Dibenzoylmethane (DBM) is an organic compound with the formula (C_{6}H_{5}C(O))_{2}CH_{2}. DBM is the name for a 1,3-diketone, but the compound exists primarily as one of two equivalent enol tautomers. DBM is a white solid. Due UV-absorbing properties, derivatives of DBM such as avobenzone, have found applications as sunscreen products.

==Synthesis and reactions==
DBM is prepared by condensation of ethyl benzoate with acetophenone.

Like other 1,3-diketones (or their enols), DBM condenses with a variety of bifunctional reagents to give heterocycles. Hydrazine gives diphenylpyrazole. Urea and thiourea also condense to give six-membered rings. With metal salts, the conjugate base of DBM forms complexes akin to the metal acetylacetonates.

==Occurrence and medicinal properties==

Curcumin, structurally related to DBM, is the bright yellow component of the spice turmeric.
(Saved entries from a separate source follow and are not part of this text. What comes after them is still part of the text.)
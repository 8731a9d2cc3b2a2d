use cinema_booking_system::db::Database;
use cinema_booking_system::routes;
use cinema_booking_system::services::booking_service::BookingService;
use cinema_booking_system::services::cinema_service::CinemaService;
use cinema_booking_system::services::movie_service::MovieService;
use cinema_booking_system::services::seat_service::SeatService;
use cinema_booking_system::services::showtime_service::ShowtimeService;
use cinema_booking_system::services::ticket_service::TicketService;
use cinema_booking_system::services::user_service::UserService;
use cinema_booking_system::swagger::swagger_ui;
use cinema_booking_system::utils::rate_limit::ThrottleManager;
use dotenv::dotenv;
use rocket::fairing::AdHoc;
use rocket_okapi::openapi_get_routes;
use rocket_okapi::swagger_ui::make_swagger_ui;

#[rocket::launch]
async fn rocket() -> _ {
    dotenv().ok();

    // Connect to the database
    let database =
        Database::new(&std::env::var("DATABASE_URL").expect("DATABASE_URL must be set"))
            .await
            .expect("Failed to connect to database");
    let pool = database.pool;

    // Initialize the services
    let user_service = UserService::new(pool.clone());
    let movie_service = MovieService::new(pool.clone());
    let cinema_service = CinemaService::new(pool.clone());
    let seat_service = SeatService::new(pool.clone());
    let showtime_service = ShowtimeService::new(pool.clone());
    let booking_service = BookingService::new(pool.clone());
    let ticket_service = TicketService::new(pool.clone());

    // Seed the bootstrap admin account
    let admin_email =
        std::env::var("ADMIN_EMAIL").unwrap_or_else(|_| "admin@example.com".to_string());
    let admin_password =
        std::env::var("ADMIN_PASSWORD").unwrap_or_else(|_| "admin123".to_string());
    user_service
        .ensure_admin(&admin_email, &admin_password)
        .await
        .expect("Failed to seed admin account");

    rocket::build()
        .manage(user_service)
        .manage(movie_service)
        .manage(cinema_service)
        .manage(seat_service)
        .manage(showtime_service)
        .manage(booking_service)
        .manage(ticket_service)
        .manage(ThrottleManager::new())
        .mount(
            "/api",
            openapi_get_routes![
                routes::user_route::register,
                routes::user_route::login,
                routes::user_route::me,
                routes::user_route::list_users,
                routes::user_route::set_user_active,
                routes::movie_route::list_movies,
                routes::movie_route::get_movie,
                routes::movie_route::create_movie,
                routes::movie_route::update_movie,
                routes::movie_route::delete_movie,
                routes::cinema_route::list_cinemas,
                routes::cinema_route::get_cinema,
                routes::cinema_route::create_cinema,
                routes::cinema_route::delete_cinema,
                routes::cinema_route::list_screens,
                routes::cinema_route::create_screen,
                routes::seat_route::list_seats,
                routes::seat_route::create_seat,
                routes::seat_route::bulk_create_seats,
                routes::seat_route::update_seat_status,
                routes::seat_route::delete_seat,
                routes::showtime_route::list_showtimes,
                routes::showtime_route::get_showtime,
                routes::showtime_route::list_movie_showtimes,
                routes::showtime_route::list_cinema_showtimes,
                routes::showtime_route::create_showtime,
                routes::showtime_route::update_showtime,
                routes::showtime_route::delete_showtime,
                routes::booking_route::create_booking,
                routes::booking_route::list_bookings,
                routes::booking_route::my_bookings,
                routes::booking_route::get_booking,
                routes::booking_route::cancel_booking,
                routes::booking_route::update_booking_status,
                routes::booking_route::update_payment_status,
                routes::ticket_route::booking_tickets,
                routes::ticket_route::get_ticket,
                routes::ticket_route::mark_ticket_used,
            ],
        )
        .mount("/swagger", make_swagger_ui(&swagger_ui()))
        .attach(AdHoc::on_response("CORS", |_, res| {
            Box::pin(async move {
                res.set_header(rocket::http::Header::new(
                    "Access-Control-Allow-Origin",
                    "*",
                ));
            })
        }))
}
pub mod booking;
pub mod cinema;
pub mod movie;
pub mod promo_code;
pub mod seat;
pub mod showtime;
pub mod user;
Dibenzoylmethane (DBM) is a minor constituent in the root extract of Licorice (Glycyrrhiza glabra in the family Leguminosae). It is also found in Curcumin. These occurrences have led to investigations into the medicinal properties of this class of compounds.

DBM (and trazodone) slow disease progression by preventing the cessation of protein synthesis in neurons.